Reading a book of poems is an encounter with the poet’s vision of the world and her sense of how language shapes perceptions, extends the reach of reality itself. And, to be sure, most poetry collections are also more or less consciously committed to a project of stylized self-disclosure. However, the book in which these two gestures—linguistic invention and emotional fluency—come together is not only rare but positively exotic. Beth Gylys’s Sky Blue Enough to Drink is precisely that kind of book: wondrously conceived, brilliantly executed; by turns comic and heartbreaking; open always to surprise but searching, first, for truth.
Her narrators mourn loss in animal dreams, map love’s perilous topography from shoulders to airports, negotiate with death over brass doorknobs, and trace infinity down from mountain skies. At every moment, Gylys is present not only to the lyrical possibilities of daily experience but also, crucially, to the human limits of every wild desire. This tension–more than merely a congruence between formal rigor and linguistic invention—is indeed the premise of Gylys’s poetics itself. Consider two remarkable episodes from “What Drives Us” in which the narrator struggles to come to terms with the complex thrill of the reckless and irrational, a familiar theme for most of us, but spun here into operatic scale:
“He was like the key to a cellar
where they store moonshine,
like lightning sluicing an alley
where rats live and tricks
turn. His hands made my body
irresponsible…”
And further in the second stanza:
“I lived for clutches of moments
behind locked doors, for the sound
of his voice that brought myself
into myself, like slipping on a dress
in a room tongued by moonlight,
a saxophone’s dark chocolate
rising through floorboards.”
Here, then, is a characteristic Gylys tableau in which the vicissitudes of emotional turbulence are held in flux by the interrogating mind. But as Gylys never accepts the easy solution to an aesthetic problem, neither does she ever force our hand. At the center of each poem is always some radical displacement of the self, and our reading of the poem becomes thus an act of witness that mirrors the exigence of Gylys’s astonishing language. These poems feel both inevitable as if they had arrived fully-formed on the page and yet, delightfully, composed again for the first time with each new reading.
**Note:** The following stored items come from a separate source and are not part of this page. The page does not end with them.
//! Vector against custom allocators: counting, failing and arena.

use core::{alloc::Layout, cell::Cell, ptr::NonNull};

use allocator_api2::alloc::{AllocError, Allocator, Global};
use bumpalo::Bump;
use pretty_assertions::assert_eq;
use strata_core::{Cursor, VecError};
use strata_vector::Vector;

// =============================================================================
// Helpers
// =============================================================================

/// Forwards to `Global` and records every call.
#[derive(Default)]
struct Counting {
    allocs: Cell<usize>,
    grows: Cell<usize>,
    shrinks: Cell<usize>,
    frees: Cell<usize>,
    /// Bytes carried over by `grow`, i.e. what a realloc would have to copy.
    moved_bytes: Cell<usize>,
    live_bytes: Cell<usize>,
}

impl Counting {
    fn bump(cell: &Cell<usize>, by: usize) {
        cell.set(cell.get() + by);
    }
}

unsafe impl Allocator for &Counting {
    fn allocate(&self, layout: Layout) -> Result<NonNull<[u8]>, AllocError> {
        Counting::bump(&self.allocs, 1);
        Counting::bump(&self.live_bytes, layout.size());
        Global.allocate(layout)
    }

    unsafe fn deallocate(&self, ptr: NonNull<u8>, layout: Layout) {
        Counting::bump(&self.frees, 1);
        self.live_bytes.set(self.live_bytes.get() - layout.size());
        unsafe { Global.deallocate(ptr, layout) }
    }

    unsafe fn grow(
        &self,
        ptr: NonNull<u8>,
        old_layout: Layout,
        new_layout: Layout,
    ) -> Result<NonNull<[u8]>, AllocError> {
        Counting::bump(&self.grows, 1);
        Counting::bump(&self.moved_bytes, old_layout.size());
        Counting::bump(&self.live_bytes, new_layout.size() - old_layout.size());
        unsafe { Global.grow(ptr, old_layout, new_layout) }
    }

    unsafe fn shrink(
        &self,
        ptr: NonNull<u8>,
        old_layout: Layout,
        new_layout: Layout,
    ) -> Result<NonNull<[u8]>, AllocError> {
        Counting::bump(&self.shrinks, 1);
        self.live_bytes
            .set(self.live_bytes.get() - (old_layout.size() - new_layout.size()));
        unsafe { Global.shrink(ptr, old_layout, new_layout) }
    }
}

/// Serves requests until `budget` bytes have been handed out, then fails.
struct Limited {
    budget: Cell<usize>,
}

impl Limited {
    fn new(budget: usize) -> Self {
        Limited {
            budget: Cell::new(budget),
        }
    }

    fn take(&self, bytes: usize) -> Result<(), AllocError> {
        let left = self.budget.get().checked_sub(bytes).ok_or(AllocError)?;
        self.budget.set(left);
        Ok(())
    }
}

unsafe impl Allocator for &Limited {
    fn allocate(&self, layout: Layout) -> Result<NonNull<[u8]>, AllocError> {
        self.take(layout.size())?;
        Global.allocate(layout)
    }

    unsafe fn deallocate(&self, ptr: NonNull<u8>, layout: Layout) {
        unsafe { Global.deallocate(ptr, layout) }
    }

    unsafe fn grow(
        &self,
        ptr: NonNull<u8>,
        old_layout: Layout,
        new_layout: Layout,
    ) -> Result<NonNull<[u8]>, AllocError> {
        self.take(new_layout.size() - old_layout.size())?;
        unsafe { Global.grow(ptr, old_layout, new_layout) }
    }
}

// =============================================================================
// Counting allocator
// =============================================================================

#[test]
fn new_does_not_allocate() {
    let counting = Counting::default();
    let vec = Vector::<u64, _>::new_in(&counting);
    assert_eq!(vec.capacity(), 0);
    drop(vec);
    assert_eq!(counting.allocs.get(), 0);
    assert_eq!(counting.frees.get(), 0);
}

#[test]
fn pushes_reallocate_logarithmically() {
    let counting = Counting::default();
    let mut vec = Vector::new_in(&counting);
    for i in 0..1024u32 {
        vec.push_back(i);
    }
    assert_eq!(vec.capacity(), 1024);
    assert_eq!(counting.allocs.get(), 1);
    // 1 -> 2 -> 4 -> ... -> 1024
    assert_eq!(counting.grows.get(), 10);
    // Elements carried over by all the grows: 1 + 2 + ... + 512 < 1024.
    let moved = counting.moved_bytes.get() / size_of::<u32>();
    assert_eq!(moved, 1023);
    assert!(moved < vec.len());
}

#[test]
fn drop_returns_everything_to_the_allocator() {
    let counting = Counting::default();
    {
        let mut vec = Vector::with_capacity_in(3, &counting);
        vec.extend_from_slice(&[1u16, 2, 3, 4, 5]);
        vec.reserve(100);
        vec.shrink();
        assert_eq!(vec.capacity(), 5);
        assert_eq!(counting.shrinks.get(), 1);
        assert_eq!(counting.live_bytes.get(), 5 * size_of::<u16>());
    }
    assert_eq!(counting.frees.get(), 1);
    assert_eq!(counting.live_bytes.get(), 0);
}

#[test]
fn shrink_to_empty_deallocates() {
    let counting = Counting::default();
    let mut vec = Vector::from_slice_in(&[1u8, 2, 3], &counting);
    vec.clear();
    vec.shrink();
    assert_eq!(vec.capacity(), 0);
    assert_eq!(counting.frees.get(), 1);
    drop(vec);
    assert_eq!(counting.frees.get(), 1);
}

#[test]
fn clone_uses_the_same_allocator() {
    let counting = Counting::default();
    let vec = Vector::from_slice_in(&[1, 2, 3], &counting);
    let copy = vec.clone();
    assert_eq!(copy, vec);
    assert!(core::ptr::eq(*copy.allocator(), &counting));
    assert_eq!(counting.allocs.get(), 2);
}

// =============================================================================
// Failing allocator
// =============================================================================

#[test]
fn try_push_reports_allocation_failure() {
    let limited = Limited::new(4 * size_of::<u64>());
    let mut vec = Vector::new_in(&limited);
    for i in 0..4u64 {
        vec.try_push_back(i).unwrap();
    }
    let err = vec.try_push_back(4).unwrap_err();
    assert!(err.is_alloc_failure());
    assert_eq!(
        err,
        VecError::AllocFailed {
            layout: Layout::array::<u64>(8).unwrap()
        }
    );
    // The vector is untouched.
    assert_eq!(vec, [0, 1, 2, 3]);
    assert_eq!(vec.capacity(), 4);
}

#[test]
fn try_with_capacity_reports_allocation_failure() {
    let limited = Limited::new(0);
    let err = Vector::<u8, _>::try_with_capacity_in(16, &limited).unwrap_err();
    assert!(err.is_alloc_failure());

    // Nothing to allocate, nothing to fail.
    let vec = Vector::<u8, _>::try_with_capacity_in(0, &limited).unwrap();
    assert_eq!(vec.capacity(), 0);
}

#[test]
fn capacity_overflow_is_reported() {
    let mut vec = Vector::<u64>::new();
    assert_eq!(
        vec.try_reserve(usize::MAX),
        Err(VecError::CapacityOverflow {
            requested: usize::MAX
        })
    );
    assert_eq!(vec.capacity(), 0);
}

// =============================================================================
// Arena allocator
// =============================================================================

#[test]
fn bump_arena_backs_the_vector() {
    let arena = Bump::new();
    let mut vec = Vector::new_in(&arena);
    for i in 0..100 {
        vec.push_back(i);
    }
    assert_eq!(vec.len(), 100);
    assert_eq!(vec.capacity(), 128);
    assert!(arena.allocated_bytes() >= 128 * size_of::<i32>());
    assert_eq!(vec.cursor().remaining(), 100);
}

#[cfg(feature = "bumpalo")]
#[test]
fn bump_vector_alias() {
    use strata_vector::BumpVector;

    let arena = Bump::new();
    let mut vec: BumpVector<'_, &str> = Vector::new_in(&arena);
    vec.push_back("a");
    vec.insert(0, "b");
    assert_eq!(vec, ["b", "a"]);
}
In Gylys’s world, poetic representation is transmuted into rediscovery and the familiar, shot through with the blaze of the new. Observe as a received form disappears behind this extraordinary crie de coeur in “Fall Villanelle”:
Would I fall in love with you again
if we met today as strangers?
Would our love again ripen into pain
and fester like a rotten fruit that drains
stinks and only gives maggots pleasure?
Would I fall in love with you again?
or would I think you dull or strange
or simply unattractive? How to measure
if our love again would ripen into pain
or if our former selves were just insane
with hormones and distraction? Would the juncture
between then and now make love with you again
a foreign land? The language new, in vain
we’d try to speak, our mangled words another
way for love to ripen into pain.
Why think of it at all? Call it the rain,
the musk of decay: a little regret, a little danger,
I’d surely fall in love with you again,
our love ripening into pain.
Among Gylys’s most striking achievements, throughout a book filled with sui generis effects, is her facility with the intorsion of knowledge, in which the question becomes less easily answered the instant it is asked. I begin with something relatively simple from the villanelle above: “Would I fall in love with you again / if we met today as strangers?” Difficult, yes, but not yet exceeding the boundaries of language.
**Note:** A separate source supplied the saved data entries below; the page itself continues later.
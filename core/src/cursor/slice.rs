//! Cursors over contiguous buffers.
//!
//! Both cursors keep the not-yet-visited tail of the buffer, so `advance` and
//! `remaining` are O(1).

use super::Cursor;

#[derive(Debug, Clone)]
pub struct SliceCursor<'a, T> {
    rest: &'a [T],
}

impl<'a, T> SliceCursor<'a, T> {
    pub fn new(slice: &'a [T]) -> Self {
        SliceCursor { rest: slice }
    }

    /// The elements not yet yielded.
    pub fn as_slice(&self) -> &'a [T] {
        self.rest
    }
}

impl<'a, T> Cursor for SliceCursor<'a, T> {
    type Item = &'a T;

    fn next(&mut self) -> Option<&'a T> {
        let (first, rest) = self.rest.split_first()?;
        self.rest = rest;
        Some(first)
    }

    fn advance(&mut self, n: usize) -> Option<&'a T> {
        let (first, rest) = self.rest.split_first()?;
        let skip = (n.max(1) - 1).min(rest.len());
        self.rest = &rest[skip..];
        Some(first)
    }

    fn remaining(&mut self) -> usize {
        let count = self.rest.len();
        self.rest = &[];
        count
    }
}

#[derive(Debug)]
pub struct SliceCursorMut<'a, T> {
    rest: &'a mut [T],
}

impl<'a, T> SliceCursorMut<'a, T> {
    pub fn new(slice: &'a mut [T]) -> Self {
        SliceCursorMut { rest: slice }
    }

    pub fn as_slice(&self) -> &[T] {
        &*self.rest
    }
}

impl<'a, T> Cursor for SliceCursorMut<'a, T> {
    type Item = &'a mut T;

    fn next(&mut self) -> Option<&'a mut T> {
        let (first, rest) = core::mem::take(&mut self.rest).split_first_mut()?;
        self.rest = rest;
        Some(first)
    }

    fn advance(&mut self, n: usize) -> Option<&'a mut T> {
        let (first, rest) = core::mem::take(&mut self.rest).split_first_mut()?;
        let skip = (n.max(1) - 1).min(rest.len());
        self.rest = &mut rest[skip..];
        Some(first)
    }

    fn remaining(&mut self) -> usize {
        core::mem::take(&mut self.rest).len()
    }
}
In “What the Evil Dream,” Glylys quite rightly wonders about the inner life of the Evil all around us. She cares about them and about us all. And this shadowy, comic poem demonstrates that Gylys’s personal values are not merely expressive motifs for her art, they are indeed her convictions. In this sense, Gylys sometimes sings her moral songs in a minor key: “Do they fall through tunnels, / spinning like weeds in a cyclone?….Have they ever stood in graveyards / along the grassy hilltop, their hands, / held high to catch the light?” And with that moment, the irruptive force of Gylys’s compassion and wry sense of humor obviate, if only for a brief interlude, darkness in a poetic reverie, torqued on Socratic methodology. However, Gylys will break us down and leave us to document the crisis but only after she has given it a name. Still, she knows an indissoluble mystery must be addressed in this final moment from “Lover as Precipice.” For Gylys, love, like art, is a responsibility.
I can’t
begin–or stop…I’m balanced on a cliff
of need, of doubt, of you as thought and edge
and can’t imagine what I ought to want
This is the condition of human life in the early years of the 21st century. And Gylys, bless her, invokes the question anyway: can we even figure out what we should want? That subtle move requires the vast resources of a major artist, and Gylys is such a one.
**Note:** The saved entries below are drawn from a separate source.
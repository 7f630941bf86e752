//! The owned buffer behind a `Vector`: pointer, capacity and allocator.
//!
//! `RawBuf` knows nothing about which slots are initialized. It only moves
//! the allocation around; the vector tracks its length.

use core::{alloc::Layout, mem, ptr::NonNull};

use allocator_api2::alloc::Allocator;
use strata_core::VecError;

pub(crate) struct RawBuf<T, A: Allocator> {
    ptr: NonNull<T>,
    cap: usize,
    alloc: A,
}

impl<T, A: Allocator> RawBuf<T, A> {
    pub(crate) const fn new_in(alloc: A) -> Self {
        RawBuf {
            ptr: NonNull::dangling(),
            cap: 0,
            alloc,
        }
    }

    /// Allocates exactly `cap` slots, zero-filled.
    pub(crate) fn try_with_capacity_in(cap: usize, alloc: A) -> Result<Self, VecError> {
        let mut buf = Self::new_in(alloc);
        buf.resize(cap)?;
        Ok(buf)
    }

    #[inline(always)]
    pub(crate) fn ptr(&self) -> *mut T {
        self.ptr.as_ptr()
    }

    #[inline(always)]
    pub(crate) fn capacity(&self) -> usize {
        self.cap
    }

    pub(crate) fn allocator(&self) -> &A {
        &self.alloc
    }

    fn layout(cap: usize) -> Result<Layout, VecError> {
        Layout::array::<T>(cap).map_err(|_| VecError::CapacityOverflow { requested: cap })
    }

    fn current_layout(&self) -> Layout {
        // SAFETY: this layout was validated by `Layout::array` when the
        // buffer was sized to `cap`.
        unsafe { Layout::from_size_align_unchecked(mem::size_of::<T>() * self.cap, mem::align_of::<T>()) }
    }

    /// Reallocates to exactly `new_cap` slots, preserving the prefix that
    /// fits. Zero-sized layouts never reach the allocator.
    ///
    /// Callers must have dropped or moved out any initialized slot at or past
    /// `new_cap`.
    pub(crate) fn resize(&mut self, new_cap: usize) -> Result<(), VecError> {
        if new_cap == self.cap {
            return Ok(());
        }
        let old_layout = self.current_layout();
        let new_layout = Self::layout(new_cap)?;
        let failed = |_| VecError::AllocFailed { layout: new_layout };

        let ptr = match (old_layout.size(), new_layout.size()) {
            (0, 0) => NonNull::dangling(),
            (0, _) => self.alloc.allocate_zeroed(new_layout).map_err(failed)?.cast(),
            (_, 0) => {
                // SAFETY: `ptr` was allocated by `alloc` with `old_layout`.
                unsafe { self.alloc.deallocate(self.ptr.cast(), old_layout) };
                NonNull::dangling()
            }
            (old, new) if new > old => {
                // SAFETY: `ptr` was allocated by `alloc` with `old_layout`, and
                // the new layout is larger with the same alignment.
                unsafe { self.alloc.grow(self.ptr.cast(), old_layout, new_layout) }
                    .map_err(failed)?
                    .cast()
            }
            _ => {
                // SAFETY: as above, with a smaller new layout.
                unsafe { self.alloc.shrink(self.ptr.cast(), old_layout, new_layout) }
                    .map_err(failed)?
                    .cast()
            }
        };

        tracing::trace!(
            old_capacity = self.cap,
            new_capacity = new_cap,
            elem_size = mem::size_of::<T>(),
            "vector buffer resized"
        );
        self.ptr = ptr;
        self.cap = new_cap;
        Ok(())
    }
}

impl<T, A: Allocator> Drop for RawBuf<T, A> {
    fn drop(&mut self) {
        let layout = self.current_layout();
        if layout.size() != 0 {
            // SAFETY: `ptr` was allocated by `alloc` with this layout.
            unsafe { self.alloc.deallocate(self.ptr.cast(), layout) };
        }
    }
}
Withal, we are impelled toward obvious but nonetheless pressing questions: what is the secret name for this space Gylys inhabits? What is the axis around which these poems turn? The answer, I believe, is clearly an elegant imagination and an honest heart. There is real risk in every line and her fearlessness is framed insided parentheses of dazzling intellect and graceful charm. Sky Blue Enough to Drink is truly poetry enough to make us demand, of ourselves and our own lives, the virtues of Beth Gylys’s splendid, transformative art.